▼▼▼

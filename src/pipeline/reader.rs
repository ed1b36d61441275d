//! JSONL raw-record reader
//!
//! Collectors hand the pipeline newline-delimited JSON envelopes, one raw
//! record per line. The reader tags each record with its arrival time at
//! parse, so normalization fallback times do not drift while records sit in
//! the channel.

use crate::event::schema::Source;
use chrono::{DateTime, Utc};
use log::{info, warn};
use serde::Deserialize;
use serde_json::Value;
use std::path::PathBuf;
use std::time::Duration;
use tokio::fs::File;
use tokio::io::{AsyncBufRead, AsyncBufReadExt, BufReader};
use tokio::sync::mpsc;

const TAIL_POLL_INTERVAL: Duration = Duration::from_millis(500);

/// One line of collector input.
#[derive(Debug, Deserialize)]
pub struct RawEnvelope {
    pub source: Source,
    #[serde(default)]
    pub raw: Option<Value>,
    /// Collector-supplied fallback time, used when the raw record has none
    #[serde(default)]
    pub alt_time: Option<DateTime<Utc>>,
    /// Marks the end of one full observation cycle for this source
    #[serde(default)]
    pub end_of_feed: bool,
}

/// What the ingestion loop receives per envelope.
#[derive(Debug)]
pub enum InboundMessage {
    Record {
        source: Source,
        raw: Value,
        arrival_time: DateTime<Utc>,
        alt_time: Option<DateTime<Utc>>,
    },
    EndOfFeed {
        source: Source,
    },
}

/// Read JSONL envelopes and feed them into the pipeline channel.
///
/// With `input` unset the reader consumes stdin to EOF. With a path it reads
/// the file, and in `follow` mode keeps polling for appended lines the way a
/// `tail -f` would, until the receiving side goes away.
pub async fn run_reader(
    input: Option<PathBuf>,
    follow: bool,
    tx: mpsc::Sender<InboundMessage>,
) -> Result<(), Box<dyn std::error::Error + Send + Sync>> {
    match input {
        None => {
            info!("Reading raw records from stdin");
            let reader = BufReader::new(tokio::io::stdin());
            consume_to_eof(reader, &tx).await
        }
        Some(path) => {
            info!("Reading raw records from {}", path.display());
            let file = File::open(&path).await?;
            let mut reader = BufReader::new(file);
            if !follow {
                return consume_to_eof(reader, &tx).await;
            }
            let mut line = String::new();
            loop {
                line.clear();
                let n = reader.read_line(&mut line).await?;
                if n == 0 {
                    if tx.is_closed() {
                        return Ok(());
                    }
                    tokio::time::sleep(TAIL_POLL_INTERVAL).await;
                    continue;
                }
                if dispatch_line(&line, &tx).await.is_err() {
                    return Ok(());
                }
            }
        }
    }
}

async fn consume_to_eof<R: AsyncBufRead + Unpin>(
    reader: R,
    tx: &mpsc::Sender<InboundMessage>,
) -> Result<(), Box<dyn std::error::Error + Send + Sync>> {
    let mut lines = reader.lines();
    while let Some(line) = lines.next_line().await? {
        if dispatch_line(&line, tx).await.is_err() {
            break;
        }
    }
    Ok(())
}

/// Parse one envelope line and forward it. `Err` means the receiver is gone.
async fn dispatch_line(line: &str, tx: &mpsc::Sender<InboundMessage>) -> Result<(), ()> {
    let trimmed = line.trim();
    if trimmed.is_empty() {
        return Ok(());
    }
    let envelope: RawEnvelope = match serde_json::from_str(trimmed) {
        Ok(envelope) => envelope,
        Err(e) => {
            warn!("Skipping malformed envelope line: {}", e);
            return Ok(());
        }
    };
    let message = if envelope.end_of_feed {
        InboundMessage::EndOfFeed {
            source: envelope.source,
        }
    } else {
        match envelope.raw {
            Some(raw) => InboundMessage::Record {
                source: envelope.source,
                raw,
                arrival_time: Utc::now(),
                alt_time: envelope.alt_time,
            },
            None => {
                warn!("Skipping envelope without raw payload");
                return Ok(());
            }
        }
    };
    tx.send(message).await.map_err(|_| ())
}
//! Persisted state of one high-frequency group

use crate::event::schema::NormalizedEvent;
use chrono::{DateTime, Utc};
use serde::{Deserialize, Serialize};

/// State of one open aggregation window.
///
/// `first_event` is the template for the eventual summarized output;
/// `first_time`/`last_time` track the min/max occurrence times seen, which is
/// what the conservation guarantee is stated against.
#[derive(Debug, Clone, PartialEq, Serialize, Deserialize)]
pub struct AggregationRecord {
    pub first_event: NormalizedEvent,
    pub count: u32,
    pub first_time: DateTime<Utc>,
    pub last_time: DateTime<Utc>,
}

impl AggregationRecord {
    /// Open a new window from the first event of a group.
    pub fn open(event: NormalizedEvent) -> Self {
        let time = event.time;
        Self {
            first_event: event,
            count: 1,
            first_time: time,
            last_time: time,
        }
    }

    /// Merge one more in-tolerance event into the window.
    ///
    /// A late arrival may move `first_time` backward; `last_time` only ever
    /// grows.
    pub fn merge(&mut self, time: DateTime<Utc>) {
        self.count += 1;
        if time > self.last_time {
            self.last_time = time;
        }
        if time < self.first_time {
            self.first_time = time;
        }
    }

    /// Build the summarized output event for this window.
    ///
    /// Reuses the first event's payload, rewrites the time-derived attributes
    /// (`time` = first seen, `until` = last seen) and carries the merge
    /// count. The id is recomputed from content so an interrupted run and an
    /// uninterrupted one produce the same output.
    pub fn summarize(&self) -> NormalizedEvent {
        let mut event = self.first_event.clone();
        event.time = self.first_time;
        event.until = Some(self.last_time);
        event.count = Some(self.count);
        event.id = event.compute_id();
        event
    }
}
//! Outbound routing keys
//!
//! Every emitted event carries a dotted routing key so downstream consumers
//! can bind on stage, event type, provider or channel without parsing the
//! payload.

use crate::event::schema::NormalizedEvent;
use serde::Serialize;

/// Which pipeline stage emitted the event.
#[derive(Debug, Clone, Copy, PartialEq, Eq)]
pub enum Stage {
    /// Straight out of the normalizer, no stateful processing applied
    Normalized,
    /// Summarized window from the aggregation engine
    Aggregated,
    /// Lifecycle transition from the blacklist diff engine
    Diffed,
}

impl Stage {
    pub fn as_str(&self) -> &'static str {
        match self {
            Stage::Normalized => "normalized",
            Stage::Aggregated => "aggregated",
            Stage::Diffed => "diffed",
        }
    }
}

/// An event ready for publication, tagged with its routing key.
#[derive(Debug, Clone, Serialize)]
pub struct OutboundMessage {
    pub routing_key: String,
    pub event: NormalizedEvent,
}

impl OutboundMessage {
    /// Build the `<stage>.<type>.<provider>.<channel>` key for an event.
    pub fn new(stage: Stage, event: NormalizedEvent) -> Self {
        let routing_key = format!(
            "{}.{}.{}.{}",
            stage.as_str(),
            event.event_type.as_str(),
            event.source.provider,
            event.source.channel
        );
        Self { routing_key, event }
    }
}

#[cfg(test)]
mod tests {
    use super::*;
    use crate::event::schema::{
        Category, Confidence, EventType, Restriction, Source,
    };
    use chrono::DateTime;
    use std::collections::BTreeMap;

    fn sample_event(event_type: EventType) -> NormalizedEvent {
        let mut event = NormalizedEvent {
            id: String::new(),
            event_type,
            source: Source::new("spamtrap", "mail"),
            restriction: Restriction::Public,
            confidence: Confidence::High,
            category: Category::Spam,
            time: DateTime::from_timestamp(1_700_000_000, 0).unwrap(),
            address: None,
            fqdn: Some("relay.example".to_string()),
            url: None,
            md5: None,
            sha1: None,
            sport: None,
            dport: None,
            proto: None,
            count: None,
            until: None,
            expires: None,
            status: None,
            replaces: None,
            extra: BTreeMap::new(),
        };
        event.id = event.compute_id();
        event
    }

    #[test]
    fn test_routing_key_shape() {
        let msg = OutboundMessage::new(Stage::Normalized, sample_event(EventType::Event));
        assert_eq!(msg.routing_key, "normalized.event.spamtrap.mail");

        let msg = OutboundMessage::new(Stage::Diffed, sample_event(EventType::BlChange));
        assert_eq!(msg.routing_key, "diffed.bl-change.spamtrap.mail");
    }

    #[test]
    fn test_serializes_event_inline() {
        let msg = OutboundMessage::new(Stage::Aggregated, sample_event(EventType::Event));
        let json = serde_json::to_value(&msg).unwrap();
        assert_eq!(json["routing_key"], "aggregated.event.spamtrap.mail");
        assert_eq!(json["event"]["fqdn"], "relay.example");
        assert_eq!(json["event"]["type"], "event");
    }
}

▲▲▲

• _ABOUT THIS TASK_: Give the number of lines above that contain the word "group", with no other text.

• _ANSWER TO THE PROBLEM_: 2